> [Description of the task]:
Take every line containing "that" from the material and copy it.

> [Recorded data]:

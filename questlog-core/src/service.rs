//! Trigger points called by the CRUD layer.
//!
//! [`Gamification`] composes the XP calculator, the streak tracker and the
//! badge engine over one [`GamificationStore`]. Every read-modify-write of
//! a user's stats runs under that user's lock and lands as a single
//! [`commit_update`](GamificationStore::commit_update), so a failed event
//! leaves neither XP nor log entries behind.

use std::sync::Arc;

use chrono::{DateTime, Utc};
use serde::Serialize;
use tracing::{debug, info, instrument};

use crate::activity::{ActivityLogEntry, ActivityType};
use crate::badges::{Badge, next_badge, unlocked_badges};
use crate::commands::{ProjectTransition, ResearchCreated, TaskCompletion};
use crate::config::QuestlogConfig;
use crate::error::{GamificationError, Result};
use crate::locks::UserLocks;
use crate::stats::{GamificationStats, UserStats};
use crate::storage::{self, GamificationStore};
use crate::streak::{DEFAULT_HISTORY_DAYS, StreakDay, StreakTracker, StreakUpdate, advance_streak};
use crate::types::UserId;
use crate::xp::{
    LevelProgress, XP_REWARDS, calculate_project_xp, calculate_task_xp, progress_to_next_level,
};

/// What a single XP-earning event did to the user's stats.
#[derive(Debug, Clone, Copy, PartialEq, Eq, Serialize)]
pub struct CompletionOutcome {
    /// XP for the event itself, excluding streak XP.
    pub xp_earned: u32,
    /// Total XP after the event and any streak update.
    pub total_xp: u64,
    pub level: u32,
    pub leveled_up: bool,
    /// `None` for events that do not touch the streak.
    pub streak: Option<StreakUpdate>,
}

/// Everything the dashboard shows about a user's progress.
#[derive(Debug, Clone, Serialize)]
pub struct DashboardSummary {
    pub stats: UserStats,
    pub level_progress: LevelProgress,
    pub weekly_score: u32,
    #[serde(serialize_with = "serialize_badge_ids")]
    pub unlocked_badges: Vec<&'static Badge>,
    #[serde(serialize_with = "serialize_badge_id")]
    pub next_badge: Option<&'static Badge>,
}

/// The gamification engine.
pub struct Gamification {
    store: Arc<dyn GamificationStore>,
    tracker: StreakTracker,
    locks: UserLocks,
    history_days: u32,
}

impl Gamification {
    /// Create an engine over `store`.
    pub fn new(store: Arc<dyn GamificationStore>) -> Self {
        let locks = UserLocks::new();
        Self {
            tracker: StreakTracker::with_locks(store.clone(), locks.clone()),
            store,
            locks,
            history_days: DEFAULT_HISTORY_DAYS,
        }
    }

    /// Open the configured store and build an engine over it.
    pub async fn from_config(config: &QuestlogConfig) -> Result<Self> {
        let store = config.storage.open().await?;
        Ok(Self::new(store).with_history_days(config.history_days))
    }

    /// Set the default window for [`streak_history`](Self::streak_history).
    #[must_use]
    pub fn with_history_days(mut self, days: u32) -> Self {
        self.history_days = days;
        self
    }

    /// The streak tracker sharing this engine's store and locks.
    pub fn tracker(&self) -> &StreakTracker {
        &self.tracker
    }

    /// Create zeroed stats for a new account.
    ///
    /// Returns the existing stats if the user is already provisioned.
    #[instrument(skip(self), level = "debug")]
    pub async fn provision_user(&self, user_id: UserId) -> Result<GamificationStats> {
        if let Some(existing) = self.store.get_stats(user_id).await? {
            return Ok(existing);
        }

        let stats = GamificationStats::new(user_id);
        match self.store.create_stats(&stats).await {
            Ok(()) => {
                info!(%user_id, "provisioned gamification stats");
                Ok(stats)
            }
            Err(storage::Error::AlreadyExists(_)) => self.load_stats(user_id).await,
            Err(err) => Err(err.into()),
        }
    }

    /// Award XP for a completed task and advance the streak.
    pub async fn record_task_completed(
        &self,
        user_id: UserId,
        task: &TaskCompletion,
    ) -> Result<CompletionOutcome> {
        self.record_task_completed_at(user_id, task, Utc::now()).await
    }

    /// [`record_task_completed`](Self::record_task_completed) as of `now`.
    #[instrument(skip(self, task), fields(task_id = %task.task_id), level = "debug")]
    pub async fn record_task_completed_at(
        &self,
        user_id: UserId,
        task: &TaskCompletion,
        now: DateTime<Utc>,
    ) -> Result<CompletionOutcome> {
        let xp = calculate_task_xp(task.priority);
        let entry = ActivityLogEntry::new(user_id, ActivityType::TaskCompleted, xp, now)
            .with_meta("todo_id", task.task_id.as_str())
            .with_meta("title", task.title.as_str())
            .with_meta("priority", task.priority.as_str());

        self.record_completion(user_id, xp, entry, now).await
    }

    /// Award XP if `transition` moves a project into `completed`.
    ///
    /// Returns `None` for any other status change.
    pub async fn record_project_transition(
        &self,
        user_id: UserId,
        transition: &ProjectTransition,
    ) -> Result<Option<CompletionOutcome>> {
        self.record_project_transition_at(user_id, transition, Utc::now())
            .await
    }

    /// [`record_project_transition`](Self::record_project_transition) as of `now`.
    #[instrument(skip(self, transition), fields(project_id = %transition.project_id), level = "debug")]
    pub async fn record_project_transition_at(
        &self,
        user_id: UserId,
        transition: &ProjectTransition,
        now: DateTime<Utc>,
    ) -> Result<Option<CompletionOutcome>> {
        if !transition.completes_project() {
            debug!(%user_id, "project update is not a completion");
            return Ok(None);
        }

        let xp = calculate_project_xp(&transition.project);
        let entry = ActivityLogEntry::new(user_id, ActivityType::ProjectCompleted, xp, now)
            .with_meta("project_id", transition.project_id.as_str())
            .with_meta("title", transition.title.as_str());

        self.record_completion(user_id, xp, entry, now)
            .await
            .map(Some)
    }

    /// Award the flat research XP. The streak is left alone.
    pub async fn record_research_created(
        &self,
        user_id: UserId,
        research: &ResearchCreated,
    ) -> Result<CompletionOutcome> {
        self.record_research_created_at(user_id, research, Utc::now())
            .await
    }

    /// [`record_research_created`](Self::record_research_created) as of `now`.
    #[instrument(skip(self, research), fields(research_id = %research.research_id), level = "debug")]
    pub async fn record_research_created_at(
        &self,
        user_id: UserId,
        research: &ResearchCreated,
        now: DateTime<Utc>,
    ) -> Result<CompletionOutcome> {
        let xp = XP_REWARDS.research.created;

        let entry = ActivityLogEntry::new(user_id, ActivityType::ResearchCreated, xp, now)
            .with_meta("research_id", research.research_id.as_str())
            .with_meta("title", research.title.as_str());

        let _guard = self.locks.acquire(user_id).await;
        let before = self.load_stats(user_id).await?;
        let after = before.with_xp_added(xp);
        self.store.commit_update(&before, &after, &[entry]).await?;

        Ok(CompletionOutcome {
            xp_earned: xp,
            total_xp: after.total_xp,
            level: after.level,
            leveled_up: after.level > before.level,
            streak: None,
        })
    }

    /// Aggregate snapshot used for badge evaluation.
    #[instrument(skip(self), level = "debug")]
    pub async fn user_stats(&self, user_id: UserId) -> Result<UserStats> {
        let stats = self.load_stats(user_id).await?;
        let count = |kind: ActivityType| self.store.count_activities(user_id, kind, None);

        Ok(UserStats {
            total_xp: stats.total_xp,
            level: stats.level,
            current_streak: stats.current_streak,
            longest_streak: stats.longest_streak,
            tasks_completed: count(ActivityType::TaskCompleted).await?,
            projects_completed: count(ActivityType::ProjectCompleted).await?,
            research_ideas: count(ActivityType::ResearchCreated).await?,
        })
    }

    /// Level progress, weekly score and badges for the dashboard.
    pub async fn dashboard(&self, user_id: UserId) -> Result<DashboardSummary> {
        self.dashboard_at(user_id, Utc::now()).await
    }

    /// [`dashboard`](Self::dashboard) as of `now`.
    pub async fn dashboard_at(&self, user_id: UserId, now: DateTime<Utc>) -> Result<DashboardSummary> {
        let stats = self.user_stats(user_id).await?;
        let weekly_score = self.tracker.calculate_weekly_score_at(user_id, now).await?;

        Ok(DashboardSummary {
            level_progress: progress_to_next_level(
                i64::try_from(stats.total_xp).unwrap_or(i64::MAX),
                stats.level,
            ),
            weekly_score,
            unlocked_badges: unlocked_badges(&stats),
            next_badge: next_badge(&stats),
            stats,
        })
    }

    /// Streak history over the configured window.
    pub async fn streak_history(&self, user_id: UserId) -> Result<Vec<StreakDay>> {
        self.tracker.streak_history(user_id, self.history_days).await
    }

    /// Award `xp`, advance the streak and log `entry` in one store commit.
    async fn record_completion(
        &self,
        user_id: UserId,
        xp: u32,
        entry: ActivityLogEntry,
        now: DateTime<Utc>,
    ) -> Result<CompletionOutcome> {
        let activity = entry.activity_type;
        let _guard = self.locks.acquire(user_id).await;

        let before = self.load_stats(user_id).await?;
        let step = advance_streak(&before.with_xp_added(xp), now);
        let entries: Vec<_> = step.entry.into_iter().chain([entry]).collect();
        self.store.commit_update(&before, &step.next, &entries).await?;

        let after = step.next;
        info!(
            %user_id,
            activity = activity.as_str(),
            xp,
            streak = step.update.current_streak,
            streak_xp = step.update.xp_earned,
            total_xp = after.total_xp,
            level = after.level,
            "completion recorded"
        );

        Ok(CompletionOutcome {
            xp_earned: xp,
            total_xp: after.total_xp,
            level: after.level,
            leveled_up: after.level > before.level,
            streak: Some(step.update),
        })
    }

    async fn load_stats(&self, user_id: UserId) -> Result<GamificationStats> {
        self.store
            .get_stats(user_id)
            .await?
            .ok_or(GamificationError::NotFound(user_id))
    }
}

fn serialize_badge_ids<S: serde::Serializer>(
    badges: &[&'static Badge],
    serializer: S,
) -> std::result::Result<S::Ok, S::Error> {
    serializer.collect_seq(badges.iter().map(|badge| badge.id))
}

fn serialize_badge_id<S: serde::Serializer>(
    badge: &Option<&'static Badge>,
    serializer: S,
) -> std::result::Result<S::Ok, S::Error> {
    match badge {
        Some(badge) => serializer.serialize_some(badge.id),
        None => serializer.serialize_none(),
    }
}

> [Output of the task]:
//! a user's stats runs under that user's lock and lands as a single
    /// `None` for events that do not touch the streak.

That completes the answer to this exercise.